Understanding Excise

Excise is an indirect tax imposed on selected products, either locally manufactured or imported. Unlike the general consumption tax such as Value Added Tax (VAT), excise duties are levied at various stages of the manufacturing process, including the point of sale, distribution, importation, or manufacture.

Excise duties serve multiple purposes, including discouraging behaviors that lead to non-communicable diseases such as hypertension and diabetes. For instance, the recent amendments introduced excise duties on sweetened beverages and fruit juices to reduce their consumption due to associated health risks.

Excise duties also aim to redistribute wealth by taxing products largely consumed by affluent individuals, thereby benefiting society.

Excisable Products

Excisable goods as defined by the Excise Duty Act 2014 include alcoholic drinks, with spirits and wines attracting duty rates of 50% and 45% of their ex-factory prices, respectively.
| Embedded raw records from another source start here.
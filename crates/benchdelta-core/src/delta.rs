/// Percentage change from `before` to `after`.
///
/// - both zero: `0.0`
/// - zero `before`, non-zero `after`: exactly `100.0`. This is a fixed
///   sentinel for "from nothing to something", not a computed ratio, and it
///   does not depend on the magnitude or sign of `after`.
/// - otherwise `(after - before) / before * 100.0`, unbounded in both
///   directions.
///
/// Total over finite inputs. A negative `before` is divided through as is;
/// the sign of the result is then not meaningful.
pub fn pct_delta(before: f64, after: f64) -> f64 {
    if before == 0.0 && after == 0.0 {
        return 0.0;
    }
    if before == 0.0 {
        return 100.0;
    }
    ((after - before) / before) * 100.0
}
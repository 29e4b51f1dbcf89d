//! Flattening and baseline comparison of benchmark run reports.
//!
//! A report is a JSON document with `metadata` and `modules`. The endpoint
//! metrics of the `apiCore`, `apiWrite` and `uiPages` modules are flattened
//! into [`MetricRecord`]s, which can be summarised by status code or joined
//! against a baseline run and classified as improved, regressed or neutral.

pub mod compare;
pub mod config;
pub mod delta;
pub mod errors;
pub mod flatten;
pub mod model;
pub mod report;
pub mod source;
pub mod status;

pub use compare::{classify, compare_records, compare_records_with_policy, DuplicateKeyPolicy};
pub use config::CompareConfig;
pub use delta::pct_delta;
pub use errors::{ConfigError, LoadError, ReportError};
pub use flatten::flatten_metrics;
pub use model::{
    Classification, ComparisonRow, EdgeCheck, IdentityKey, MetricRecord, Report, Section, Side,
    SECTIONS,
};
pub use report::{BenchmarkDelta, ComparisonSummary, Overview};
pub use status::{rate_limited, summarize_statuses, StatusSummary, RATE_LIMIT_STATUS};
Tobacco products now have a hybrid excise duty rate, combining a per-stick charge with an ad valorem rate.

Beers and malt drinks are subject to a sliding scale policy, granting concessionary duty rates based on the quantity of local raw materials used. Fruit juices are subject to a standard excise duty rate of 20%, whether locally manufactured or imported. Pharmaceuticals and textiles (domestic/African prints) are zero-rated, while plastic products and petroleum products are also excisable.

Compliance and Penalties

Compliance with the Excise Duty Act begins with registration. Manufacturers who fail to register or manufacture outside a registered warehouse face significant penalties, including paying twice the duty amount. Other offenses, such as failing to submit returns or pay taxes on time, attract additional fines and interest.

“Excises are not that popular. However, we have introduced measures to make sure that there is compliance, and to protect people’s brands so all of us should take an interest in making sure we comply,” Mr. Anto stated.

Challenges and Solutions

Maxwell Ntiri, Senior Manager at PwC Ghana, noted challenges in Ghana’s excise tax regime, including insufficient tax education, inconsistent enforcement, and varying interpretations by tax officials. Solutions proposed include intensified tax education, consistent application of tax laws, and robust compliance enforcement.

Mr. Anto acknowledged the cumbersome registration process but assured that GRA officers are available to assist clients.

Future of Tax in Ghana

Daniel Nuer, Head of the Tax Policy Unit at the Ministry of Finance, indicated that Ghanaians could expect more excise tax regimes as the government seeks to reduce other taxes and provide incentives for various sectors. He urged industries to communicate their concerns to tax authorities for consideration in policy-making.

“Imitation tax stamps and smuggling works against our jobs and our livelihoods so when you notice things like this, give us a call and we will follow up,” he said.

Mr. Anto also encouraged Ghanaians to use the GRA Tax Stamp Authenticator app to verify the authenticity of tax stamps and enhance compliance.

The webinar also covered related topics such as tax credits, refunds, zero-rated excisable goods, the emissions levy, and differences between VAT and Excise Duty exemptions.